Your instructions: Count every line in the data that contains the word "InstanceStatus", then report that number alone.

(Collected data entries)
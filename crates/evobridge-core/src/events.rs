// SPDX-FileCopyrightText: 2026 Evobridge Contributors
// SPDX-License-Identifier: MIT OR Apache-2.0

//! Events emitted by the reconnection supervisor.
//!
//! Events are serialized as JSON objects tagged with a kebab-case `type`
//! field, which is the shape WebSocket subscribers receive.

use chrono::{DateTime, Utc};
use serde::{Deserialize, Serialize};
use strum::{Display, EnumString};

use crate::types::{HealthStatus, TenantId};

/// Why the supervisor considered an instance unhealthy.
#[derive(
    Debug, Clone, Copy, PartialEq, Eq, Hash, Display, EnumString, Serialize, Deserialize,
)]
#[strum(serialize_all = "kebab-case")]
#[serde(rename_all = "kebab-case")]
pub enum UnhealthyReason {
    /// Gateway reports the session is not open.
    EvolutionDisconnected,
    /// Persisted as connected but silent for longer than the staleness window.
    InactiveConnection,
    /// Gateway does not know the session at all.
    SessionMissing,
}

/// Process-level health figures attached to a full health check.
#[derive(Debug, Clone, PartialEq, Serialize, Deserialize)]
pub struct SystemHealth {
    pub uptime_secs: u64,
    /// Resident memory of this process in bytes, when available.
    pub memory_bytes: Option<u64>,
    pub status: HealthStatus,
}

/// A notification produced by the supervisor.
#[derive(Debug, Clone, PartialEq, Serialize, Deserialize)]
#[serde(tag = "type", rename_all = "kebab-case")]
pub enum SupervisorEvent {
    ReconnectionAttempt {
        instance: String,
        attempt: u32,
        max_retries: u32,
    },
    ReconnectionSuccess {
        instance: String,
        tenant_id: TenantId,
    },
    InstanceFailed {
        instance: String,
        tenant_id: TenantId,
        reason: String,
    },
    FullHealthCheck {
        evolution_health: HealthStatus,
        database_health: HealthStatus,
        system_health: SystemHealth,
        timestamp: DateTime<Utc>,
    },
    ServiceStarted {
        timestamp: DateTime<Utc>,
    },
    ServiceStopped {
        timestamp: DateTime<Utc>,
    },
    CheckError {
        message: String,
    },
}

impl SupervisorEvent {
    /// The kebab-case event name, matching the serialized `type` tag.
    pub fn kind(&self) -> &'static str {
        match self {
            SupervisorEvent::ReconnectionAttempt { .. } => "reconnection-attempt",
            SupervisorEvent::ReconnectionSuccess { .. } => "reconnection-success",
            SupervisorEvent::InstanceFailed { .. } => "instance-failed",
            SupervisorEvent::FullHealthCheck { .. } => "full-health-check",
            SupervisorEvent::ServiceStarted { .. } => "service-started",
            SupervisorEvent::ServiceStopped { .. } => "service-stopped",
            SupervisorEvent::CheckError { .. } => "check-error",
        }
    }
}

#[cfg(test)]
mod tests {
    use super::*;

    #[test]
    fn reason_strings_are_kebab_case() {
        assert_eq!(
            UnhealthyReason::EvolutionDisconnected.to_string(),
            "evolution-disconnected"
        );
        assert_eq!(
            UnhealthyReason::InactiveConnection.to_string(),
            "inactive-connection"
        );
        assert_eq!(
            "session-missing".parse::<UnhealthyReason>().unwrap(),
            UnhealthyReason::SessionMissing
        );
    }

    #[test]
    fn attempt_event_serializes_with_type_tag() {
        let event = SupervisorEvent::ReconnectionAttempt {
            instance: "T1_wa_3".into(),
            attempt: 2,
            max_retries: 3,
        };
        let json = serde_json::to_value(&event).unwrap();
        assert_eq!(json["type"], "reconnection-attempt");
        assert_eq!(json["instance"], "T1_wa_3");
        assert_eq!(json["attempt"], 2);
        assert_eq!(json["max_retries"], 3);
        assert_eq!(event.kind(), "reconnection-attempt");
    }

    #[test]
    fn failed_event_round_trips() {
        let event = SupervisorEvent::InstanceFailed {
            instance: "T1_wa_1".into(),
            tenant_id: TenantId::new("T1"),
            reason: "max_reconnection_attempts_exceeded".into(),
        };
        let text = serde_json::to_string(&event).unwrap();
        assert!(text.contains("\"type\":\"instance-failed\""));
        assert!(text.contains("\"tenant_id\":\"T1\""));
        let back: SupervisorEvent = serde_json::from_str(&text).unwrap();
        assert_eq!(back, event);
    }

    #[test]
    fn health_event_nests_statuses() {
        let event = SupervisorEvent::FullHealthCheck {
            evolution_health: HealthStatus::Unhealthy("connection refused".into()),
            database_health: HealthStatus::Healthy,
            system_health: SystemHealth {
                uptime_secs: 12,
                memory_bytes: None,
                status: HealthStatus::Healthy,
            },
            timestamp: Utc::now(),
        };
        let json = serde_json::to_value(&event).unwrap();
        assert_eq!(json["type"], "full-health-check");
        assert_eq!(json["evolution_health"]["status"], "unhealthy");
        assert_eq!(json["evolution_health"]["detail"], "connection refused");
        assert_eq!(json["database_health"]["status"], "healthy");
    }
}
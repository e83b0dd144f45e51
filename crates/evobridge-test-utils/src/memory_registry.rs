// SPDX-FileCopyrightText: 2026 Evobridge Contributors
// SPDX-License-Identifier: MIT OR Apache-2.0

//! In-memory instance registry for deterministic testing.
//!
//! `MemoryRegistry` mirrors the SQLite registry's semantics over a
//! `BTreeMap`, so iteration order is (tenant, slot). Flip
//! [`set_unavailable`](MemoryRegistry::set_unavailable) to make every call
//! fail like an unreachable database.

use std::collections::BTreeMap;
use std::sync::Mutex;
use std::sync::atomic::{AtomicBool, Ordering};

use async_trait::async_trait;
use chrono::{DateTime, Duration, Utc};

use evobridge_core::{
    EvobridgeError, HealthSnapshot, HealthStatus, Instance, InstanceKey, InstanceRegistry,
    InstanceStatus, SlotPosition, TenantId,
};

/// Builds an instance row in the given state, for seeding tests.
pub fn instance_with(
    tenant: &str,
    slot: u8,
    status: InstanceStatus,
    last_seen_at: Option<DateTime<Utc>>,
) -> Instance {
    let slot = SlotPosition::new(slot).unwrap_or_else(|_| panic!("bad slot {slot}"));
    let mut inst = Instance::provisioned(InstanceKey::new(TenantId::new(tenant), slot), Utc::now());
    inst.status = status;
    inst.last_seen_at = last_seen_at;
    inst
}

#[derive(Debug, Default)]
pub struct MemoryRegistry {
    rows: Mutex<BTreeMap<InstanceKey, Instance>>,
    snapshots: Mutex<Vec<HealthSnapshot>>,
    unavailable: AtomicBool,
}

impl MemoryRegistry {
    pub fn new() -> Self {
        Self::default()
    }

    /// Seeds the registry with the given rows.
    pub fn with_instances(instances: impl IntoIterator<Item = Instance>) -> Self {
        let registry = Self::new();
        for inst in instances {
            registry.insert(inst);
        }
        registry
    }

    pub fn insert(&self, instance: Instance) {
        if let Ok(mut rows) = self.rows.lock() {
            rows.insert(instance.key.clone(), instance);
        }
    }

    /// Synchronous read for assertions.
    pub fn get(&self, key: &InstanceKey) -> Option<Instance> {
        self.rows.lock().ok().and_then(|rows| rows.get(key).cloned())
    }

    pub fn set_last_seen(&self, key: &InstanceKey, seen: Option<DateTime<Utc>>) {
        if let Ok(mut rows) = self.rows.lock()
            && let Some(inst) = rows.get_mut(key)
        {
            inst.last_seen_at = seen;
        }
    }

    /// Makes every subsequent call fail with a storage error.
    pub fn set_unavailable(&self, unavailable: bool) {
        self.unavailable.store(unavailable, Ordering::SeqCst);
    }

    /// Every health snapshot recorded so far.
    pub fn snapshots(&self) -> Vec<HealthSnapshot> {
        self.snapshots
            .lock()
            .map(|s| s.clone())
            .unwrap_or_default()
    }

    fn check_available(&self) -> Result<(), EvobridgeError> {
        if self.unavailable.load(Ordering::SeqCst) {
            Err(EvobridgeError::Storage {
                source: "registry unavailable".into(),
            })
        } else {
            Ok(())
        }
    }

    fn with_rows<T>(
        &self,
        f: impl FnOnce(&mut BTreeMap<InstanceKey, Instance>) -> Result<T, EvobridgeError>,
    ) -> Result<T, EvobridgeError> {
        self.check_available()?;
        let mut rows = self
            .rows
            .lock()
            .map_err(|_| EvobridgeError::Internal("registry lock poisoned".into()))?;
        f(&mut rows)
    }

    fn update(
        &self,
        key: &InstanceKey,
        f: impl FnOnce(&mut Instance, DateTime<Utc>),
    ) -> Result<(), EvobridgeError> {
        self.with_rows(|rows| {
            let inst = rows
                .get_mut(key)
                .ok_or_else(|| EvobridgeError::InstanceNotFound {
                    key: key.to_string(),
                })?;
            let now = Utc::now();
            f(inst, now);
            inst.updated_at = now;
            Ok(())
        })
    }
}

#[async_trait]
impl InstanceRegistry for MemoryRegistry {
    async fn provision_tenant(&self, tenant: &TenantId) -> Result<Vec<Instance>, EvobridgeError> {
        self.with_rows(|rows| {
            let now = Utc::now();
            for slot in SlotPosition::all() {
                let key = InstanceKey::new(tenant.clone(), slot);
                rows.entry(key.clone())
                    .or_insert_with(|| Instance::provisioned(key, now));
            }
            Ok(rows
                .values()
                .filter(|i| &i.key.tenant_id == tenant)
                .cloned()
                .collect())
        })
    }

    async fn remove_tenant(&self, tenant: &TenantId) -> Result<usize, EvobridgeError> {
        self.with_rows(|rows| {
            let before = rows.len();
            rows.retain(|k, _| &k.tenant_id != tenant);
            Ok(before - rows.len())
        })
    }

    async fn get_instance(&self, key: &InstanceKey) -> Result<Option<Instance>, EvobridgeError> {
        self.with_rows(|rows| Ok(rows.get(key).cloned()))
    }

    async fn find_by_session_name(&self, name: &str) -> Result<Option<Instance>, EvobridgeError> {
        self.with_rows(|rows| Ok(rows.values().find(|i| i.session_name == name).cloned()))
    }

    async fn list_instances(
        &self,
        tenant: Option<&TenantId>,
    ) -> Result<Vec<Instance>, EvobridgeError> {
        self.with_rows(|rows| {
            Ok(rows
                .values()
                .filter(|i| tenant.is_none_or(|t| &i.key.tenant_id == t))
                .cloned()
                .collect())
        })
    }

    async fn list_monitorable(
        &self,
        now: DateTime<Utc>,
        window: Duration,
    ) -> Result<Vec<Instance>, EvobridgeError> {
        let since = now - window;
        self.with_rows(|rows| {
            Ok(rows
                .values()
                .filter(|i| i.status.is_active() || i.last_seen_at.is_some_and(|t| t >= since))
                .cloned()
                .collect())
        })
    }

    async fn mark_reconnecting(&self, key: &InstanceKey) -> Result<(), EvobridgeError> {
        self.update(key, |inst, now| {
            inst.status = InstanceStatus::Connecting;
            inst.last_seen_at = Some(now);
            inst.reconnect_attempts += 1;
            inst.last_reconnect_at = Some(now);
            inst.qr_payload = None;
        })
    }

    async fn mark_failed(&self, key: &InstanceKey, reason: &str) -> Result<(), EvobridgeError> {
        self.update(key, |inst, _| {
            inst.status = InstanceStatus::Failed;
            inst.failure_reason = Some(reason.to_string());
            inst.qr_payload = None;
        })
    }

    async fn mark_healthy(
        &self,
        key: &InstanceKey,
        phone_number: Option<&str>,
    ) -> Result<(), EvobridgeError> {
        self.update(key, |inst, now| {
            inst.status = InstanceStatus::Connected;
            if let Some(phone) = phone_number {
                inst.phone_number = Some(phone.to_string());
            }
            inst.connected_at = Some(now);
            inst.last_seen_at = Some(now);
            inst.reconnect_attempts = 0;
            inst.failure_reason = None;
            inst.qr_payload = None;
        })
    }

    async fn mark_disconnected(&self, key: &InstanceKey) -> Result<(), EvobridgeError> {
        self.update(key, |inst, now| {
            if inst.status != InstanceStatus::Failed {
                inst.status = InstanceStatus::Disconnected;
                inst.disconnected_at = Some(now);
            }
            inst.qr_payload = None;
        })
    }

    async fn mark_qr_pending(&self, key: &InstanceKey, qr: &str) -> Result<(), EvobridgeError> {
        self.update(key, |inst, now| {
            inst.status = InstanceStatus::QrPending;
            inst.qr_payload = Some(qr.to_string());
            inst.last_seen_at = Some(now);
        })
    }

    async fn touch(&self, key: &InstanceKey) -> Result<(), EvobridgeError> {
        self.update(key, |inst, now| inst.last_seen_at = Some(now))
    }

    async fn record_health_metrics(&self, snapshot: &HealthSnapshot) -> Result<(), EvobridgeError> {
        self.check_available()?;
        if let Ok(mut snaps) = self.snapshots.lock() {
            snaps.push(snapshot.clone());
        }
        Ok(())
    }

    async fn health_check(&self) -> HealthStatus {
        match self.check_available() {
            Ok(()) => HealthStatus::Healthy,
            Err(e) => HealthStatus::Unhealthy(e.to_string()),
        }
    }
}
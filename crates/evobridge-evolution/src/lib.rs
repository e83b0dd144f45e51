// SPDX-FileCopyrightText: 2026 Evobridge Contributors
// SPDX-License-Identifier: MIT OR Apache-2.0

//! Evolution API implementation of the session gateway.
//!
//! [`EvolutionClient`] talks to the Evolution REST API with the `apikey`
//! header and maps its responses onto the [`SessionGateway`] contract.
//!
//! [`SessionGateway`]: evobridge_core::SessionGateway

pub mod client;
pub mod qr;
pub mod types;

pub use client::EvolutionClient;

Finished task: 8